Opinion: Opec faces tough choice on extending output cuts

If an extension of existing production curbs were to lead to a renewed and sustained spike in the crude price, that could begin to hit the world economy

PUBLISHED : Tuesday, 02 May, 2017, 8:46am
UPDATED : Tuesday, 02 May, 2017, 10:39pm

The Organisation of Petroleum Exporting Countries (OPEC) will convene on May 25 to decide whether to extend the lifespan of production cuts agreed in December. It is a big decision for OPEC and indeed for non-OPEC nations who also signed up to the curbs, and it is not clear-cut.

Higher oil prices, by providing an inflationary impulse to prices, act as a tax on the world’s consumers but currently the International Monetary Fund is positive on the prospects for the global economy, and predicts world growth will rise by 3.5 per cent in 2017, and 3.6 per cent in 2018, compared with last year’s 3.1 per cent increase.

If an extension of the existing production curbs were to lead to a renewed and sustained spike in the price of crude, then that could begin to hit the world economy.

But such an extension would also mean that participating oil producers would have to start making real cuts in output. It could be argued that December’s agreed output curbs correlated with normal seasonal production downturns and so didn’t really represent material financial sacrifices.

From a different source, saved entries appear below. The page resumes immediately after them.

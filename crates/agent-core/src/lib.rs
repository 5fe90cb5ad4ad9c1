//! Core abstractions and runtime for agent-rs
//!
//! This crate defines the fundamental traits and types used throughout the agent-rs framework.

pub mod agent;
pub mod context;
pub mod error;
pub mod event;

pub use agent::Agent;
pub use context::Context;
pub use error::{Error, Result};
pub use event::{AgentEvent, EventSink, NoopSink, VecSink};
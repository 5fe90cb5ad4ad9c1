//! LLM provider trait definition

use crate::{CompletionRequest, CompletionResponse, Result};
use async_trait::async_trait;

/// Trait for LLM providers
///
/// Implementations of this trait provide access to different LLM services.
#[async_trait]
pub trait LLMProvider: Send + Sync {
    /// Generate a completion from the LLM
    ///
    /// # Arguments
    ///
    /// * `request` - The completion request with messages, tools, and parameters
    ///
    /// # Returns
    ///
    /// The completion response with the assistant's message and metadata
    async fn complete(&self, request: CompletionRequest) -> Result<CompletionResponse>;

    /// Get the provider name (e.g., "gemini")
    fn name(&self) -> &str;
}
//! In-memory conversation sessions
//!
//! A session belongs to one `(app_name, user_id)` pair and records every
//! event produced by runs against it.

use agent_core::AgentEvent;
use chrono::{DateTime, Utc};
use serde::Serialize;
use std::collections::HashMap;
use std::sync::{PoisonError, RwLock};
use thiserror::Error;
use tracing::debug;
use uuid::Uuid;

/// Session lookup failures
#[derive(Error, Debug, PartialEq, Eq)]
pub enum SessionError {
    /// No session with this id for the given app and user
    #[error("Session not found: {0}")]
    NotFound(String),

    /// A session with this id already exists
    #[error("Session already exists: {0}")]
    AlreadyExists(String),
}

impl From<SessionError> for agent_core::Error {
    fn from(err: SessionError) -> Self {
        agent_core::Error::ProcessingFailed(err.to_string())
    }
}

/// A conversation session
#[derive(Debug, Clone, Serialize)]
pub struct Session {
    /// Session id
    pub id: String,
    /// Owning application
    pub app_name: String,
    /// Owning user
    pub user_id: String,
    /// Creation time
    pub created_at: DateTime<Utc>,
    /// Events recorded so far, oldest first
    pub events: Vec<AgentEvent>,
}

/// Session store kept in process memory
#[derive(Default)]
pub struct InMemorySessionService {
    sessions: RwLock<HashMap<String, Session>>,
}

impl InMemorySessionService {
    /// Create an empty store
    pub fn new() -> Self {
        Self::default()
    }

    /// Create a session with a generated id
    pub fn create_session(&self, app_name: &str, user_id: &str) -> Session {
        let id = Uuid::new_v4().to_string();
        let session = Session {
            id: id.clone(),
            app_name: app_name.to_string(),
            user_id: user_id.to_string(),
            created_at: Utc::now(),
            events: Vec::new(),
        };
        self.write().insert(id, session.clone());
        debug!(app_name, user_id, session_id = %session.id, "Session created");
        session
    }

    /// Create a session with a caller-chosen id
    pub fn create_session_with_id(
        &self,
        app_name: &str,
        user_id: &str,
        session_id: &str,
    ) -> Result<Session, SessionError> {
        let mut sessions = self.write();
        if sessions.contains_key(session_id) {
            return Err(SessionError::AlreadyExists(session_id.to_string()));
        }
        let session = Session {
            id: session_id.to_string(),
            app_name: app_name.to_string(),
            user_id: user_id.to_string(),
            created_at: Utc::now(),
            events: Vec::new(),
        };
        sessions.insert(session_id.to_string(), session.clone());
        Ok(session)
    }

    /// Look up a session owned by `app_name`/`user_id`
    pub fn get_session(&self, app_name: &str, user_id: &str, session_id: &str) -> Option<Session> {
        self.read()
            .get(session_id)
            .filter(|s| s.app_name == app_name && s.user_id == user_id)
            .cloned()
    }

    /// Sessions owned by `app_name`/`user_id`, oldest first
    pub fn list_sessions(&self, app_name: &str, user_id: &str) -> Vec<Session> {
        let mut list: Vec<Session> = self
            .read()
            .values()
            .filter(|s| s.app_name == app_name && s.user_id == user_id)
            .cloned()
            .collect();
        list.sort_by_key(|s| s.created_at);
        list
    }

    /// Remove a session; returns whether it existed
    pub fn delete_session(&self, app_name: &str, user_id: &str, session_id: &str) -> bool {
        let mut sessions = self.write();
        let owned = sessions
            .get(session_id)
            .is_some_and(|s| s.app_name == app_name && s.user_id == user_id);
        if owned {
            sessions.remove(session_id);
        }
        owned
    }

    /// Record an event on a session
    pub fn append_event(&self, session_id: &str, event: AgentEvent) -> Result<(), SessionError> {
        let mut sessions = self.write();
        let session = sessions
            .get_mut(session_id)
            .ok_or_else(|| SessionError::NotFound(session_id.to_string()))?;
        session.events.push(event);
        Ok(())
    }

    /// Events recorded on a session
    pub fn events(&self, session_id: &str) -> Result<Vec<AgentEvent>, SessionError> {
        self.read()
            .get(session_id)
            .map(|s| s.events.clone())
            .ok_or_else(|| SessionError::NotFound(session_id.to_string()))
    }

    fn read(&self) -> std::sync::RwLockReadGuard<'_, HashMap<String, Session>> {
        self.sessions.read().unwrap_or_else(PoisonError::into_inner)
    }

    fn write(&self) -> std::sync::RwLockWriteGuard<'_, HashMap<String, Session>> {
        self.sessions.write().unwrap_or_else(PoisonError::into_inner)
    }
}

Saudi Arabia might have agreed an output cut that began in December, but peak Saudi production normally occurs during its summer months to satisfy domestic demand for crude oil for electricity generation as well as to fulfil its international commitments.

Riyadh would likely have been trimming production to some extent anyway even without the formal agreement made at the end of last year.

If the production curbs are now extended into months where Saudi Arabia would ordinarily be ramping up production, then that would be a sign that Riyadh really means business.

Russian oil production also tails off during the Siberian winter before increasing as the weather improves. Russia’s Energy Minister, Alexander Novak, said on Friday that Russia is now almost compliant with its current production cut commitment.

If Moscow is prepared to extend the time frame for production cuts, when it would usually be raising output, then it too will be showing it is serious.

All OPEC and non-OPEC signatories to the December production cut agreement would probably agree that the accord has had some success, but equally cannot have failed to notice that other producers, not bound by the accord, have also profited from the arrangement.

PetroChina, China’s largest producer of oil and gas, may have seen a slump in oil production in the first quarter of 2017 but booked a profit on the period. China’s Sinopec saw its first quarter net income rise even though its own production fell. The higher oil price did both companies a huge favour.

Even Britain has benefited as China has dramatically increased its purchases of North Sea oil in the first quarter of 2017, compared to the same three months of last year, as a side effect of the OPEC production cuts.

OPEC’s production cuts have focused more on medium-grade crudes rather than the more expensive lighter oil. Consequently the premium usually paid for North Sea Brent, a yardstick for many of the world’s lighter crudes, has dropped against the Dubai benchmark which is a marker for the price of much of the medium and heavier crude emanating from the Middle East.

In fact, China customs data for March showed the cost of importing a barrel of British crude into China at US$56.70, compared with US$57.80 for a barrel from the United Arab Emirates.

Britain has benefited as data produced by Thomson Reuters Eikon has shown China imported some 38 million barrels of North Sea oil from the start of 2017 to late April, compared with 8 million in the same period in 2016.

Then there’s the United States whose own oil producers are not party to December’s agreement but have benefited from it. Stabilisation of the oil price at around US$50 a barrel has helped US shale oil producers and the banks that have been lending to that industry.

On Friday, both of the US’ largest oil producers, ExxonMobil and Chevron, announced sharp increases in earnings for the first quarter and indicated their intention of investing more in US shale oilfields.

If the extraction price is economic, the more oil the United States can produce at home, the better it is for domestic economic prospects and the less the US dependency on imported energy.

As pushing oil output cuts further into 2017 will mean OPEC and its fellow-travelers actually making real sacrifices, while others continue to profit from the situation, an extension of the current accord should not yet be seen as certain.